(Your objective)
Go through the data below line by line. Give only the number of lines that contain "Clone".

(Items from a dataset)

──────────

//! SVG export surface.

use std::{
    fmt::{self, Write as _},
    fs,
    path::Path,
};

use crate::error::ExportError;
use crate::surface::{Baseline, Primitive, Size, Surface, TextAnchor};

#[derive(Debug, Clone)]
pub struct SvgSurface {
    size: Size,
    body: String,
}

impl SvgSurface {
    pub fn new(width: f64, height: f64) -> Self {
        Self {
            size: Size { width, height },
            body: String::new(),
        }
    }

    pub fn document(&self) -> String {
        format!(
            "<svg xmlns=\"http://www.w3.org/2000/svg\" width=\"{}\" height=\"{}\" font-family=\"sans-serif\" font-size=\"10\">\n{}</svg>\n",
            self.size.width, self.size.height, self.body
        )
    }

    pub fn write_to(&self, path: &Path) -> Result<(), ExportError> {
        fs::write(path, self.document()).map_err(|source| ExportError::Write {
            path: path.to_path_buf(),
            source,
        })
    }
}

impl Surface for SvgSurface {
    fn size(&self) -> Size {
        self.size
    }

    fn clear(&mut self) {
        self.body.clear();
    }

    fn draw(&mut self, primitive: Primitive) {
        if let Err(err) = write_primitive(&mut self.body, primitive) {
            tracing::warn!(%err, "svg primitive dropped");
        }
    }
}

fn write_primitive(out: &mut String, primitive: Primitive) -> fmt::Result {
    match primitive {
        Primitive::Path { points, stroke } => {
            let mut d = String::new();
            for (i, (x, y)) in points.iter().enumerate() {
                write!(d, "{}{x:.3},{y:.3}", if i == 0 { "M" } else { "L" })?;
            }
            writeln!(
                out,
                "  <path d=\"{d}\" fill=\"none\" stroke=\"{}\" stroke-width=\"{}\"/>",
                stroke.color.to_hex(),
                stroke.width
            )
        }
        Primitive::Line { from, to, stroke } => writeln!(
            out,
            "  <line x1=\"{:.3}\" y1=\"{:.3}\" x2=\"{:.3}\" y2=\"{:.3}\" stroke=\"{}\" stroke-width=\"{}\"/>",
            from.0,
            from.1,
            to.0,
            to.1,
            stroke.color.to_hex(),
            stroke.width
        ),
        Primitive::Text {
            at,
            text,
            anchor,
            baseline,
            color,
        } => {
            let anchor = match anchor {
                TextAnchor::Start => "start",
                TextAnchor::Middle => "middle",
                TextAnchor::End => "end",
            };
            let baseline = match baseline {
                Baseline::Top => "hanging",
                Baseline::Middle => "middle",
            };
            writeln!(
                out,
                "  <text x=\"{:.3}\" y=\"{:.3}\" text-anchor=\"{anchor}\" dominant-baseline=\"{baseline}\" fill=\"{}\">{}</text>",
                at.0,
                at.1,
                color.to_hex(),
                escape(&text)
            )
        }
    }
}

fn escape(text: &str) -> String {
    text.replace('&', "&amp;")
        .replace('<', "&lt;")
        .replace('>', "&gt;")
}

──────────

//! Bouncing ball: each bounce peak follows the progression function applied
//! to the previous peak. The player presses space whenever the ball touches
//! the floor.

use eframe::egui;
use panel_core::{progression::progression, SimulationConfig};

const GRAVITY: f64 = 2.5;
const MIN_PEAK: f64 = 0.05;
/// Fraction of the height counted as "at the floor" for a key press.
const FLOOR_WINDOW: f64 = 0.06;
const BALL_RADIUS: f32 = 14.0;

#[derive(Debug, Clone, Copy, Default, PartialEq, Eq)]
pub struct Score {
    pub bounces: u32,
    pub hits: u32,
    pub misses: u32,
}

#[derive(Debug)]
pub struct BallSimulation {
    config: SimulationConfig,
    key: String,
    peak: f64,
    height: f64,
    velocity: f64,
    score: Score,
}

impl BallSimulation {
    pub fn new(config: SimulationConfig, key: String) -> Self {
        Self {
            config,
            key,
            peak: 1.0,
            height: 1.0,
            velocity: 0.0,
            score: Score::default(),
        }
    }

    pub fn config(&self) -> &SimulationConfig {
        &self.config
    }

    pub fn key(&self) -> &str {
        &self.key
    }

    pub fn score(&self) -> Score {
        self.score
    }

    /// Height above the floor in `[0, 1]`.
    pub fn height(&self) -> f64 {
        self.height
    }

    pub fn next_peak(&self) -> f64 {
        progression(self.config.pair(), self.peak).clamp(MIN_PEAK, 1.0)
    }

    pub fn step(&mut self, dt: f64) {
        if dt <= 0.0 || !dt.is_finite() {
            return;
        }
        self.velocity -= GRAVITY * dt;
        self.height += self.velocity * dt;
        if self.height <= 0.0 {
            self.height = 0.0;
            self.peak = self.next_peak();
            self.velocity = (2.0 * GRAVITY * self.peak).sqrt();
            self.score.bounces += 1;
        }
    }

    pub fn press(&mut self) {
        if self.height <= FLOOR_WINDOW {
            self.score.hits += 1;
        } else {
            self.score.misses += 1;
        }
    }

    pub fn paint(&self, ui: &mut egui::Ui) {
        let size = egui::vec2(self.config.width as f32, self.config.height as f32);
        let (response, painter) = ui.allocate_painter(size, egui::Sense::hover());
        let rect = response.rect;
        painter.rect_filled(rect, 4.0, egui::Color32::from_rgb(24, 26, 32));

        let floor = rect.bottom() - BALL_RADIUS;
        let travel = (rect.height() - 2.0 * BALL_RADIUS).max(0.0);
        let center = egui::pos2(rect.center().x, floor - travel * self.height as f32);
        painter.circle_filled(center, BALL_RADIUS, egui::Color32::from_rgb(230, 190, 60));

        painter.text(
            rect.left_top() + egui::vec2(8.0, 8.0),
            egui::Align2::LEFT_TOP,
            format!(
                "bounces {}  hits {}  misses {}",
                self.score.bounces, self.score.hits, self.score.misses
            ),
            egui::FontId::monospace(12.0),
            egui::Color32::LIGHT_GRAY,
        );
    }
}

──────────

(Task output)
2